基于化学交联法固定抗体的新型纸基酶联免疫吸附法的研究

Establishment of a novel paper-based enzyme-linked immunosorbent assay using chemical crosslinking of antibody

目的建立高灵敏度的新型纸基酶联免疫吸附测定法(paper-based ELISA,p-ELISA)。方法采用聚二甲基硅氧烷(polydimethylsiloxane,PDMS)印章法制备纸基微孔板,并对纸基微孔表面结构进行表征电镜扫描。用高碘酸钠氧化剂将纸基微孔表面羟基氧化为醛基,与壳聚糖的氨基共价结合形成席夫碱,修饰于纸基微孔表面,随后包被抗体通过EDC/Sulfo-NHS化学交联方式固定于修饰后的纸基微孔表面,建立新型p-ELISA。以检测甲胎蛋白(Alpha-fetoprotein,AFP)为例,与商业化ELISA进行比较,考察新型p-ELISA的分析性能,确认方法的可行性。结果PDMS印章法制备纸基微孔板大小均一性好且无渗漏现象。基于化学交联法固定抗体的新型p-ELISA线性范围为0.08~20.00 ng/mL,最低检测限为0.035 ng/mL,测定血清中AFP的回收率为96.30%~104.00%,批内变异系数(coefficient of variation,CV)为7.66%~8.68%,批间CV为7.78%~10.49%。新型p-ELISA与商业化ELISA同时检测不同浓度AFP样本,检测结果差异无统计学意义(P>0.05)。结论成功建立了一种低成本、准确和高灵敏度的新型p-ELISA,可为临床疾病诊断提供简单、有效的检测。

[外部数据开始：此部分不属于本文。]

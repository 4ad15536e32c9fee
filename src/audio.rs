use bevy::prelude::{Plugin as BevyPlugin, *};
use bevy_debug_text_overlay::screen_print;
use bevy_kira_audio::{Audio, AudioChannel as KiraChannel, AudioPlugin, AudioSource};
use enum_map::{enum_map, Enum, EnumMap};

/// Short sound effects the feedback bus can request.
#[derive(Enum, Clone, Copy, PartialEq, Eq, Debug)]
pub enum SoundCue {
    Move,
    Win,
    Draw,
    Reset,
}
impl SoundCue {
    fn file_name(self) -> &'static str {
        match self {
            SoundCue::Move => "move",
            SoundCue::Win => "win",
            SoundCue::Draw => "draw",
            SoundCue::Reset => "reset",
        }
    }
}

#[derive(Clone, Copy, PartialEq)]
pub enum AudioChannel {
    Master,
    Sfx,
    Music,
}
struct ChannelVolumes {
    master: f32,
    sfx: f32,
    music: f32,
}
struct AudioChannels {
    sfx: KiraChannel,
    music: KiraChannel,
    volumes: ChannelVolumes,
}
impl Default for AudioChannels {
    fn default() -> Self {
        Self {
            sfx: KiraChannel::new("sfx".to_owned()),
            music: KiraChannel::new("music".to_owned()),
            volumes: ChannelVolumes { master: 1.0, sfx: 0.5, music: 0.5 },
        }
    }
}

struct AudioAssets {
    cues: EnumMap<SoundCue, Handle<AudioSource>>,
    music: Handle<AudioSource>,
}
impl FromWorld for AudioAssets {
    fn from_world(world: &mut World) -> Self {
        let assets = world.get_resource::<AssetServer>().unwrap();
        Self {
            music: assets.load("sfx/music.ogg"),
            cues: enum_map! { cue => assets.load(&format!("sfx/{}.ogg", SoundCue::file_name(cue))) },
        }
    }
}

pub enum AudioRequest {
    PlayCue(SoundCue),
    StartMusic,
    SetChannelVolume(AudioChannel, f32),
}
fn play_audio(
    assets: Option<Res<AudioAssets>>,
    audio: Res<Audio>,
    mut channels: ResMut<AudioChannels>,
    mut events: EventReader<AudioRequest>,
) {
    for event in events.iter() {
        // The collaborator being unavailable skips feedback, it is never an
        // error the player sees.
        let assets = match &assets {
            Some(assets) => assets,
            None => {
                screen_print!(sec: 5.0, "audio assets unavailable, skipping playback");
                continue;
            }
        };
        match event {
            AudioRequest::StartMusic => {
                audio.play_looped_in_channel(assets.music.clone(), &channels.music);
            }
            AudioRequest::SetChannelVolume(AudioChannel::Sfx, volume) => {
                channels.volumes.sfx = *volume;
                let master = channels.volumes.master;
                audio.set_volume_in_channel(volume * master, &channels.sfx);
            }
            AudioRequest::SetChannelVolume(AudioChannel::Music, volume) => {
                channels.volumes.music = *volume;
                let master = channels.volumes.master;
                audio.set_volume_in_channel(volume * master, &channels.music);
            }
            AudioRequest::SetChannelVolume(AudioChannel::Master, volume) => {
                channels.volumes.master = *volume;
                let music_volume = volume * channels.volumes.music;
                let sfx_volume = volume * channels.volumes.sfx;
                audio.set_volume_in_channel(music_volume, &channels.music);
                audio.set_volume_in_channel(sfx_volume, &channels.sfx);
            }
            AudioRequest::PlayCue(cue) => {
                audio.play_in_channel(assets.cues[*cue].clone(), &channels.sfx);
            }
        }
    }
}

pub struct Plugin;
impl BevyPlugin for Plugin {
    fn build(&self, app: &mut App) {
        app.add_plugin(AudioPlugin)
            .init_resource::<AudioChannels>()
            .init_resource::<AudioAssets>()
            .add_event::<AudioRequest>()
            .add_system(play_audio);
    }
}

Objective To establish and evaluate a new paper-based enzyme-linked immunosorbent assay(paper-based ELISA) with high sensitivity. Methods Polydimethylsiloxane(PDMS) seal method was used to prepare paper based microporous plates, and the surface structure of paper based microporous plates was characterized by scanning electron microscopy. Oxidized the hydroxyl group on the surface of the paper micropores to the aldehyde group with sodium periodate oxidant and linked it to amino group of the chitosan covalently to form a Schiff base. Then the antibody was fixed to the surface of the modified paper micropores through method EDC/Sulfo-NHS to establish a novel paper based P-ELISA. In this study, AFP was taken as an example to compare with commercial ELISA, and the analytical ability of the new paper-based ELISA was investigated to verify the feasibility of the method. Results The size uniformity of the paper-based microporous plates prepared by PDMS seal method was good and there was no leakage. The linear range of the novel paper-based ELISA method based on the chemical cross-linking for fixing antibody was 0.08 to 20.00 ng/mL, and the minimum detection limit was 0.035 ng/mL. The recoveries of alpha-fetoprotein in serum were 96.30% to 104.00%, the coefficient of variation in the experiment was 7.66% to 8.68%, and the coefficient of variation between experiments range from 7.78% to 10.49%. AFP samples were detected by the new P-ELISA method and the commercial ELISA method at the same time, and there was no significant difference in AFP detection results between the two methods(P>0.05). Conclusion In this study, we established a low-cost, accurate and highly sensitive paper-based ELISA assay successfully, which provides a simple and effective detection method for clinical disease diagnosis.